Data under study section start

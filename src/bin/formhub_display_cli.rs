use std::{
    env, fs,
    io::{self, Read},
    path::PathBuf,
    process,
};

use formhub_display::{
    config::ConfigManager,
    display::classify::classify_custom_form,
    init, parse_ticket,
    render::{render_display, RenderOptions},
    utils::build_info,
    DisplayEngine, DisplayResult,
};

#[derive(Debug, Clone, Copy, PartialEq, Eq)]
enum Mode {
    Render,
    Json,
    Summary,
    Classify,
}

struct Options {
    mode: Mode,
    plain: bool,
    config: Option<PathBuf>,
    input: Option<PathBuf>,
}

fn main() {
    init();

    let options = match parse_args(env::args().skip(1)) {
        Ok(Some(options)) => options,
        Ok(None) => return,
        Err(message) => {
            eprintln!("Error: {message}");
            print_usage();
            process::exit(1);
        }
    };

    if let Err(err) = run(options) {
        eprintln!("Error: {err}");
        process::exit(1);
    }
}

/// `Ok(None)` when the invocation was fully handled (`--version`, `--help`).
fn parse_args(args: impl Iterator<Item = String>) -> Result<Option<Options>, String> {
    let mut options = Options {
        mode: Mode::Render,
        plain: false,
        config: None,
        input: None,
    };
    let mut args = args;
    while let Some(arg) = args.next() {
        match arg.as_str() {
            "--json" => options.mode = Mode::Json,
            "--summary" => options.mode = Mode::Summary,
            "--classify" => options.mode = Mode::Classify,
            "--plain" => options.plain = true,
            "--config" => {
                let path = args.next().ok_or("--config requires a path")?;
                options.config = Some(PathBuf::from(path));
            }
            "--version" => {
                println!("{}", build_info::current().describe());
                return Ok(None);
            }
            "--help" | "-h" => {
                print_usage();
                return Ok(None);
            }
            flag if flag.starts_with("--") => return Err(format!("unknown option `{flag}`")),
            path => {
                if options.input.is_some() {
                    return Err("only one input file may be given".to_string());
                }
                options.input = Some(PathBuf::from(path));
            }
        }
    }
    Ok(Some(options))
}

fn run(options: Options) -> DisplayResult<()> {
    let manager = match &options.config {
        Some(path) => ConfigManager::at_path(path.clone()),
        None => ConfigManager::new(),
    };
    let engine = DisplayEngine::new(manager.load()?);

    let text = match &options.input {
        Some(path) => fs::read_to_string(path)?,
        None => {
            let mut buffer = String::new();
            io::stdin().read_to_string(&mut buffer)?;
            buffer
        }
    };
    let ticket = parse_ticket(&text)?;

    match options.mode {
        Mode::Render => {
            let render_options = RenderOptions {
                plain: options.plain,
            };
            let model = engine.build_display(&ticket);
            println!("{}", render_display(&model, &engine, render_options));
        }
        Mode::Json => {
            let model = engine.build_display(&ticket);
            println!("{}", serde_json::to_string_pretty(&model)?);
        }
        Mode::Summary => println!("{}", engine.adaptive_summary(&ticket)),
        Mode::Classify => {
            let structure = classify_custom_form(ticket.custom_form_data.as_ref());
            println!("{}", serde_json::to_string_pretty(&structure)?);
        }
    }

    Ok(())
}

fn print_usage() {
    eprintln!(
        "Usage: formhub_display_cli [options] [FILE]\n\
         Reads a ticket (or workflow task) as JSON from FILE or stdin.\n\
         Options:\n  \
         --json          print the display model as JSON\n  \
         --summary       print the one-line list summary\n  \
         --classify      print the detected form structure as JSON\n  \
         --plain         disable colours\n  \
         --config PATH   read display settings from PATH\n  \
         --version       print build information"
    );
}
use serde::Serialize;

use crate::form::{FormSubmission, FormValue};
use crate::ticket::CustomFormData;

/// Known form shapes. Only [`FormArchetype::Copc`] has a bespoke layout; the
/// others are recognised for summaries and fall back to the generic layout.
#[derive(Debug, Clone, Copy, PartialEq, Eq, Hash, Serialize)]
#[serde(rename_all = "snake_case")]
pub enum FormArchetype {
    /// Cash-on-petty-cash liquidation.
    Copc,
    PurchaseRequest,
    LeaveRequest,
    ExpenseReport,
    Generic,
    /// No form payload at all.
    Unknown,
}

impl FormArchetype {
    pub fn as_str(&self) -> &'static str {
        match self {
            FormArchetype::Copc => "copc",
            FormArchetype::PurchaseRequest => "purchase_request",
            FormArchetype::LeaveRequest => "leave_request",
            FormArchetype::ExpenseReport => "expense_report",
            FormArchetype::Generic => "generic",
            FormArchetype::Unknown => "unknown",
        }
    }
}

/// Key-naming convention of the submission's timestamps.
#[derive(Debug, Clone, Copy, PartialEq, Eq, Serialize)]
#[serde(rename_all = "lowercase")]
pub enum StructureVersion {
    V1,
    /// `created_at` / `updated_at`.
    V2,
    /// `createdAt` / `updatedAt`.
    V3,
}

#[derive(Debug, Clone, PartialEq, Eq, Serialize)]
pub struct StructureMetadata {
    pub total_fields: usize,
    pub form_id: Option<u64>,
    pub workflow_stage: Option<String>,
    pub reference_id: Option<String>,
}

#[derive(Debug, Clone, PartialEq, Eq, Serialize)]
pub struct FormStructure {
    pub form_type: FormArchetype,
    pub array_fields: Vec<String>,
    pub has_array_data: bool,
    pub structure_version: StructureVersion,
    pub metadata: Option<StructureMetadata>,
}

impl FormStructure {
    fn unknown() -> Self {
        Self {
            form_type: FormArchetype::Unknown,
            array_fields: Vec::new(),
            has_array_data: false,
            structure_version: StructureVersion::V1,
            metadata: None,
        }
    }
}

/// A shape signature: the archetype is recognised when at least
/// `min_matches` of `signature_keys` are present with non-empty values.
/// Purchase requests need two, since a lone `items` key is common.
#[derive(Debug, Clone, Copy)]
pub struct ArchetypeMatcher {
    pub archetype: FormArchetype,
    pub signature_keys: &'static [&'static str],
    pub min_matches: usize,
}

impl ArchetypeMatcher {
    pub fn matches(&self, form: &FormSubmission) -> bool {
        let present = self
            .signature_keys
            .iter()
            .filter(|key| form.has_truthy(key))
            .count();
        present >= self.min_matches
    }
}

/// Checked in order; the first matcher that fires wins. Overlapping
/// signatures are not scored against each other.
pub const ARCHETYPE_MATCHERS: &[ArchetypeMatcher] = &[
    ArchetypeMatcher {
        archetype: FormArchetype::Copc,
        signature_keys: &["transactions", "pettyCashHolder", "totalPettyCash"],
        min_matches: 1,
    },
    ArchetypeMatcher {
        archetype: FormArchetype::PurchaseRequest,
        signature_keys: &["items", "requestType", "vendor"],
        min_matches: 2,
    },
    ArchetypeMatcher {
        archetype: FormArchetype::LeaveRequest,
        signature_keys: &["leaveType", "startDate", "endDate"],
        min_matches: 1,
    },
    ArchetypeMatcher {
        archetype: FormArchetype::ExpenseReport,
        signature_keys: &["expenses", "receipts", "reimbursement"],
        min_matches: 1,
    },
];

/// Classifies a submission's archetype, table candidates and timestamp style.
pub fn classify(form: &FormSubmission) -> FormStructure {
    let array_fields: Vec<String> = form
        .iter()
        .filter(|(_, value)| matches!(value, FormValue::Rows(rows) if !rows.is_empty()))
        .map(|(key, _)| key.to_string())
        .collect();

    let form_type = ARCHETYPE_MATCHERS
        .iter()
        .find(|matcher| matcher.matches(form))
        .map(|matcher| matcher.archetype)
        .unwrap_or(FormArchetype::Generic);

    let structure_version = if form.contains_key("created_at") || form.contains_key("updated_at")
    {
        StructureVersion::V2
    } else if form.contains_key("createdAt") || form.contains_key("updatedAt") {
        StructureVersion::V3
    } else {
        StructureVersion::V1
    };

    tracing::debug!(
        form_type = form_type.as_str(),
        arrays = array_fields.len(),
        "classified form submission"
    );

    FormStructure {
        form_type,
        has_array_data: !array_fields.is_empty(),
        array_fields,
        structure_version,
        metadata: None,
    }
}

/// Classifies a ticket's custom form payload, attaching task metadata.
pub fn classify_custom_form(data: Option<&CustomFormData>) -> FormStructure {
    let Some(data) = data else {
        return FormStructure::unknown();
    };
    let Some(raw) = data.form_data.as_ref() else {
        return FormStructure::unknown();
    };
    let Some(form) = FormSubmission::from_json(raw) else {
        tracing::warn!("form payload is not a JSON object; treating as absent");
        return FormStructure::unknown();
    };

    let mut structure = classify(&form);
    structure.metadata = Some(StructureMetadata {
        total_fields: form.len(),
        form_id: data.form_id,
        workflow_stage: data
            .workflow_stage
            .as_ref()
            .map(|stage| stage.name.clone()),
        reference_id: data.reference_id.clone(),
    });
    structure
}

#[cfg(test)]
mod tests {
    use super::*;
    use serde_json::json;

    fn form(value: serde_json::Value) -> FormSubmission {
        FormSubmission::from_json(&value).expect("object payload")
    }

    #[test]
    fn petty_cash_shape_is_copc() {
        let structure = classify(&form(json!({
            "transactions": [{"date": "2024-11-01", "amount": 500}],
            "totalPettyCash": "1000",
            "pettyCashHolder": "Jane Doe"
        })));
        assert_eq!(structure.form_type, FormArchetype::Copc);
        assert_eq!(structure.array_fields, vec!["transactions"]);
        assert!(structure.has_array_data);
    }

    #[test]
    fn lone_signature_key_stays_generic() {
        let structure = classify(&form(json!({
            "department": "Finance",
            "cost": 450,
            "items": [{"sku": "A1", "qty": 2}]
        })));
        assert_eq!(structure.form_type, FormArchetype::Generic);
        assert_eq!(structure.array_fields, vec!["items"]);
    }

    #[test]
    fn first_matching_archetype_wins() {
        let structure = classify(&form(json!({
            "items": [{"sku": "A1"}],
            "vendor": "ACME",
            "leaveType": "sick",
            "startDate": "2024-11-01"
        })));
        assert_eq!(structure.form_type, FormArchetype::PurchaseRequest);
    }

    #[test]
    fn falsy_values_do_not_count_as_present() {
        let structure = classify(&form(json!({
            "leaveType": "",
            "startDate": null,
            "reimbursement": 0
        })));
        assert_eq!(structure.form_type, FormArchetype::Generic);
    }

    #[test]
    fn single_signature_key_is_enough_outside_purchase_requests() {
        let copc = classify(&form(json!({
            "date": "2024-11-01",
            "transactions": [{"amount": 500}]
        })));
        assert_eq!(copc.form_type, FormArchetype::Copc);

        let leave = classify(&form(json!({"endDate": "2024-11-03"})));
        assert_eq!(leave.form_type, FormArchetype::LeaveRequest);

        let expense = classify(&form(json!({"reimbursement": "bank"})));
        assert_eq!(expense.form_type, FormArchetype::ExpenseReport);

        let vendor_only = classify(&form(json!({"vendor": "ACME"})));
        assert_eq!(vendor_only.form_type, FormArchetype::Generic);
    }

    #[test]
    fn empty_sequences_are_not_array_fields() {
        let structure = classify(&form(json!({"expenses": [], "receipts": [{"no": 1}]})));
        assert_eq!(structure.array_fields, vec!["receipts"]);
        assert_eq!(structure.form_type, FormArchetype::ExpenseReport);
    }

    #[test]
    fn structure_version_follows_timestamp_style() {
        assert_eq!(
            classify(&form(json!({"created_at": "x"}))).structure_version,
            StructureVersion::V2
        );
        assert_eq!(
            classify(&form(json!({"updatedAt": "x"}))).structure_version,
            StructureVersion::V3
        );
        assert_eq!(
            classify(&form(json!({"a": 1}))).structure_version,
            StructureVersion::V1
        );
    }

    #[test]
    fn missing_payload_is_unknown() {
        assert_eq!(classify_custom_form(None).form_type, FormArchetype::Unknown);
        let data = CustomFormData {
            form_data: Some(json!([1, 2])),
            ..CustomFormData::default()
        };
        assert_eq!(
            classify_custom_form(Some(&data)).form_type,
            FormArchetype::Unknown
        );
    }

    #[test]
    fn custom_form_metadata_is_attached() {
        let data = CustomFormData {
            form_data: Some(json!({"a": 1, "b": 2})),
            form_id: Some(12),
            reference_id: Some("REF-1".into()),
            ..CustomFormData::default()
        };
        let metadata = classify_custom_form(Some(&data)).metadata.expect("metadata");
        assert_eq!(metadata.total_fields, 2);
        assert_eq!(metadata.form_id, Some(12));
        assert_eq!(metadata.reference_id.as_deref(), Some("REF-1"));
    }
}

Data under study section end

→ **Goal of the exercise**
Search the records for the string "leaveType" and return every line in which it occurs.

→ **Answer to this problem**
        signature_keys: &["leaveType", "startDate", "endDate"],
            "leaveType": "sick",
            "leaveType": "",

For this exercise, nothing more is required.